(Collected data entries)
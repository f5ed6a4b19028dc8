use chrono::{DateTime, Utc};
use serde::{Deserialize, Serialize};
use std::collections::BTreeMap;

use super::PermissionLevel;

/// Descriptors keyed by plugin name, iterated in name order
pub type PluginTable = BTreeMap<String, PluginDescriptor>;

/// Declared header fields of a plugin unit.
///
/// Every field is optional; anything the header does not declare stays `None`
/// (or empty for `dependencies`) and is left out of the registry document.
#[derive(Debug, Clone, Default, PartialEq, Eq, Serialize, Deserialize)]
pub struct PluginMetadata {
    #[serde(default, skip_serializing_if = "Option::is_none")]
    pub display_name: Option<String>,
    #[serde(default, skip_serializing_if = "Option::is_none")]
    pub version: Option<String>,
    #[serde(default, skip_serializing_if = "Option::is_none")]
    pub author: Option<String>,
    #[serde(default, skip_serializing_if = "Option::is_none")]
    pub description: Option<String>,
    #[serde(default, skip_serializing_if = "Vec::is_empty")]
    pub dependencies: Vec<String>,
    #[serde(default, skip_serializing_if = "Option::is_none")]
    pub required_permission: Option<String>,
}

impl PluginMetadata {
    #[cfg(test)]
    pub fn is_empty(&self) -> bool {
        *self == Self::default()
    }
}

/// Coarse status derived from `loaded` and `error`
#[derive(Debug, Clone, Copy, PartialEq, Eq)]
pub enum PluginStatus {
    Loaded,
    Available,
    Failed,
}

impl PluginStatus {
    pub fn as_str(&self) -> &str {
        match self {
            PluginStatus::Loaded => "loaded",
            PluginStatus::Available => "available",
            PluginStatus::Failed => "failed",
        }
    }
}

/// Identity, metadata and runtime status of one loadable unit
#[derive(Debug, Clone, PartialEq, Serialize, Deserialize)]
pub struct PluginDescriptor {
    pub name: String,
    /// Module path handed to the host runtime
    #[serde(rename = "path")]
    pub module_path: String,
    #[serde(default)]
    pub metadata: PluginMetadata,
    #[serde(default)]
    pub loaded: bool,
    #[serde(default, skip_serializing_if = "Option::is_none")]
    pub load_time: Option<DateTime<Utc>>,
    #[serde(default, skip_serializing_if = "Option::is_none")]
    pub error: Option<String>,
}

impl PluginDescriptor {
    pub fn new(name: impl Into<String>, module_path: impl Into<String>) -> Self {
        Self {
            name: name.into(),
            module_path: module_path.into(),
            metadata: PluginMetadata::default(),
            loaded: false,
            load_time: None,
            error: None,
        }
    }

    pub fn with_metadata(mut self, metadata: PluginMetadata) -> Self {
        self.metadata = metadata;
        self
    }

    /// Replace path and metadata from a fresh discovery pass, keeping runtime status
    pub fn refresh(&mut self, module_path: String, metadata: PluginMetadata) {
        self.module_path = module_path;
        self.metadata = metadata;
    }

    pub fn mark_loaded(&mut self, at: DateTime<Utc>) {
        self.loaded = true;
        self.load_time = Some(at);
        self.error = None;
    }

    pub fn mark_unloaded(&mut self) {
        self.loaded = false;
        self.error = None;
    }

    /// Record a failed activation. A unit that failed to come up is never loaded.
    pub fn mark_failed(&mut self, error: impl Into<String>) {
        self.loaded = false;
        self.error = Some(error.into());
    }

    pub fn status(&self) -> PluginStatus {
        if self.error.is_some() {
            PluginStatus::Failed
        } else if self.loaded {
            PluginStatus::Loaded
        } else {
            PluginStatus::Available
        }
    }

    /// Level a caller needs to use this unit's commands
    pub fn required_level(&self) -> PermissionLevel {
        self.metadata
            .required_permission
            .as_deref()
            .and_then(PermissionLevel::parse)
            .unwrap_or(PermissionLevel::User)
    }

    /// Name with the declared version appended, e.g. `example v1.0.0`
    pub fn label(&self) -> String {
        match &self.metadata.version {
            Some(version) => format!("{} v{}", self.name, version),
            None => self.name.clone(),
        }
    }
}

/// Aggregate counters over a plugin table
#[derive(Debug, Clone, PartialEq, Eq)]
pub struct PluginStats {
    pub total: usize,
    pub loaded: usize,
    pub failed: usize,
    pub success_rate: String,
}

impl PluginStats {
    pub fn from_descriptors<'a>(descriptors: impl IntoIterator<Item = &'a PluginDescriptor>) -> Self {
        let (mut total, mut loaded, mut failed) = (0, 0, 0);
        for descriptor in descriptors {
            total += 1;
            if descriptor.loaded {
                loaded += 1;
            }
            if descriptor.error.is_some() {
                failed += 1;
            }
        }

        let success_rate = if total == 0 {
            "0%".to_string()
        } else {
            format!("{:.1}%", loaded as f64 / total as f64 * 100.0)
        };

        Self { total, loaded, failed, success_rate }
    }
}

• [How to complete this task]
Write out the records above exactly, from the opening line to the line with "Every field is", including both, with nothing added.

• [Response to this task]
repository f5ed6a4b19028dc8
use chrono::{DateTime, Utc};
use serde::{Deserialize, Serialize};
use std::collections::BTreeMap;

use super::PermissionLevel;

/// Descriptors keyed by plugin name, iterated in name order
pub type PluginTable = BTreeMap<String, PluginDescriptor>;

/// Declared header fields of a plugin unit.
///
/// Every field is optional; anything the header does not declare stays `None`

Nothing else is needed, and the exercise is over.